In April 2013, Tishko protested against a statement by Grodno priest Kazimir Zhylis, who suggested the Catholic Church should excommunicate gay and lesbian individuals. Since 2011, he repeatedly requested Belarusian authorities to replace mandatory military service with alternative civilian service, as permitted by the Belarusian constitution, but was denied. On 1 July 2013, he announced his renunciation of Belarusian citizenship in protest. In August 2013, during the VI Forum of LGBT Christians of Central Asia and Eastern Europe in Kyiv, he was ordained a deacon by Volodymyr Wilde.

=== Literary work ===
Tishko is a poet and writer, creating works in Belarusian, Russian, and Ukrainian. He wrote his first poem at age 13 and, by 2010, had produced about 50 poems and several short stories.
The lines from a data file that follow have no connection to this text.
//! Source compression for tight context windows.
//!
//! Removes comments, blank lines and surrounding whitespace while keeping
//! the code readable: indentation survives for languages where it carries
//! meaning, and a shebang on the first line is kept. Comment detection goes
//! through the same [`Lexer`] as the scanner, so both agree on what is a
//! comment in every dialect.

use std::path::{Path, PathBuf};

use crate::analysis::languages::{detect_language, language_table, LanguageSpec};
use crate::analysis::lexer::{Lexer, Segment};
use crate::analysis::read_source;
use crate::error::AnalyzerError;
use crate::report::{write_batch_summary, write_status, FileStatus};

/// One kept line: original line number and compressed text.
type Entry = (usize, String);

/// Compress `source`, optionally prefixing each kept line with `N: `.
pub fn compress_source(
    source: &str,
    language: &str,
    line_numbers: bool,
) -> Result<String, AnalyzerError> {
    let spec = language_table().resolve(language)?;
    Ok(format_entries(&compress_entries(source, &spec), line_numbers))
}

/// Compress a file, detecting the language from its extension unless given.
pub fn compress_file<P: AsRef<Path>>(
    path: P,
    language: Option<&str>,
    line_numbers: bool,
) -> anyhow::Result<String> {
    let path = path.as_ref();
    let language = match language.or_else(|| detect_language(path)) {
        Some(language) => language,
        None => anyhow::bail!(
            "Cannot detect language for '{}'. Use --lang to specify explicitly.",
            path.display()
        ),
    };
    let source = read_source(path)?;
    Ok(compress_source(&source, language, line_numbers)?)
}

/// Outcome of compressing several files.
#[derive(Debug, Clone, Default, PartialEq, Eq)]
pub struct CompressedBatch {
    /// Concatenated per-file blocks.
    pub output: String,
    pub ok: usize,
    pub skipped: usize,
    pub failed: usize,
}

/// Compress several files into one document.
///
/// Each file becomes a block headed by `@@@ {path} | {lang}` and its kept
/// line range. Missing files and unknown extensions are skipped, unreadable
/// files fail; neither stops the batch. Errors when nothing was processed.
pub fn compress_files(
    paths: &[PathBuf],
    line_numbers: bool,
    progress: bool,
) -> anyhow::Result<CompressedBatch> {
    let mut batch = CompressedBatch::default();
    let mut parts = Vec::new();

    for path in paths {
        if !path.is_file() {
            batch.skipped += 1;
            if progress {
                write_status(FileStatus::Skip, path, Some("not found"));
            }
            continue;
        }
        let Some(language) = detect_language(path) else {
            batch.skipped += 1;
            if progress {
                write_status(FileStatus::Skip, path, Some("unsupported extension"));
            }
            continue;
        };

        let compressed = read_source(path).and_then(|source| {
            let spec = language_table().resolve(language)?;
            Ok(compress_entries(&source, &spec))
        });
        match compressed {
            Ok(entries) => {
                let (first, last) = match (entries.first(), entries.last()) {
                    (Some(first), Some(last)) => (first.0, last.0),
                    _ => (0, 0),
                };
                parts.push(format!(
                    "@@@ {} | {}\n> Lines: {}-{}\n```\n{}\n```",
                    path.display(),
                    language,
                    first,
                    last,
                    format_entries(&entries, line_numbers)
                ));
                batch.ok += 1;
                if progress {
                    write_status(FileStatus::Ok, path, None);
                }
            }
            Err(e) => {
                tracing::warn!(path = %path.display(), error = %e, "failed to compress file");
                batch.failed += 1;
                if progress {
                    write_status(FileStatus::Fail, path, Some(&e.to_string()));
                }
            }
        }
    }

    if parts.is_empty() {
        anyhow::bail!("No valid source files processed");
    }
    if progress {
        write_batch_summary("Compressed", batch.ok, batch.failed);
    }
    batch.output = parts.join("\n\n");
    Ok(batch)
}

fn compress_entries(source: &str, spec: &LanguageSpec) -> Vec<Entry> {
    let lines: Vec<&str> = source.lines().collect();
    let mut entries: Vec<Entry> = Vec::new();
    let mut first = 0;

    if let Some(line) = lines.first() {
        if line.trim_start().starts_with("#!") {
            entries.push((1, line.trim().to_string()));
            first = 1;
        }
    }

    // comments can split a line into several code fragments
    let mut current: Option<Entry> = None;
    for segment in Lexer::new(spec).segment(&lines[first..], first + 1) {
        let Segment::Code { line, text } = segment else {
            continue;
        };
        if let Some((number, joined)) = current.as_mut() {
            if *number == line {
                joined.push_str(&text);
                continue;
            }
        }
        if let Some(done) = current.replace((line, text)) {
            push_entry(&mut entries, done, spec.indent_significant);
        }
    }
    if let Some(done) = current {
        push_entry(&mut entries, done, spec.indent_significant);
    }
    entries
}

fn push_entry(entries: &mut Vec<Entry>, (line, text): Entry, keep_indent: bool) {
    let text = if keep_indent {
        text.trim_end()
    } else {
        text.trim()
    };
    if !text.is_empty() {
        entries.push((line, text.to_string()));
    }
}

fn format_entries(entries: &[Entry], line_numbers: bool) -> String {
    entries
        .iter()
        .map(|(line, text)| {
            if line_numbers {
                format!("{}: {}", line, text)
            } else {
                text.clone()
            }
        })
        .collect::<Vec<_>>()
        .join("\n")
}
Since 2005, he has collaborated with the poetic association Ahmień. Three of his works, Pierakład B. Achmaduliny, Kałychanka dla Alżbiety, and Adzinokaje pryznannie, were published in 2010 in the poetry collection Ahmień. On 16 May 2015, he won 3rd place in a literary competition at the "Time to Live!" youth creative initiatives festival in Maladzyechna.

=== Views ===
Tishko strongly opposes Belarus' current political system, advocating for the country's independence and greater use of the Belarusian language. He rejects the official version of Belarusian history taught in schools, viewing Belarus as a bargaining chip for the Russian Empire and a buffer state for the Soviet Union. He considers being Belarusian "dangerous" but accepts this with "joy and a sense of duty". His views were shaped by a Belarusian language teacher who introduced him to non-curriculum Belarusian literature and by visits to Ukraine, where the stronger presence of the native language prompted reflection.